All of the data is to be restated word for word.
***
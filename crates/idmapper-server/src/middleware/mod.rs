//! Middleware de Tower aplicado a todas las requests.
//!
//! - `RequestIdLayer`: asigna o propaga `x-request-id`
//! - `LoggingLayer`: un span por request con su resultado

mod logging;
mod request_id;

pub use logging::{LoggingLayer, LoggingMiddleware};
pub use request_id::{REQUEST_ID_HEADER, RequestIdLayer, RequestIdMiddleware, request_id};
***
§ Exercise response:
filename crates/idmapper-server/src/middleware/mod.rs
//! Middleware de Tower aplicado a todas las requests.
//!
//! - `RequestIdLayer`: asigna o propaga `x-request-id`
//! - `LoggingLayer`: un span por request con su resultado

mod logging;
mod request_id;

pub use logging::{LoggingLayer, LoggingMiddleware};
pub use request_id::{REQUEST_ID_HEADER, RequestIdLayer, RequestIdMiddleware, request_id};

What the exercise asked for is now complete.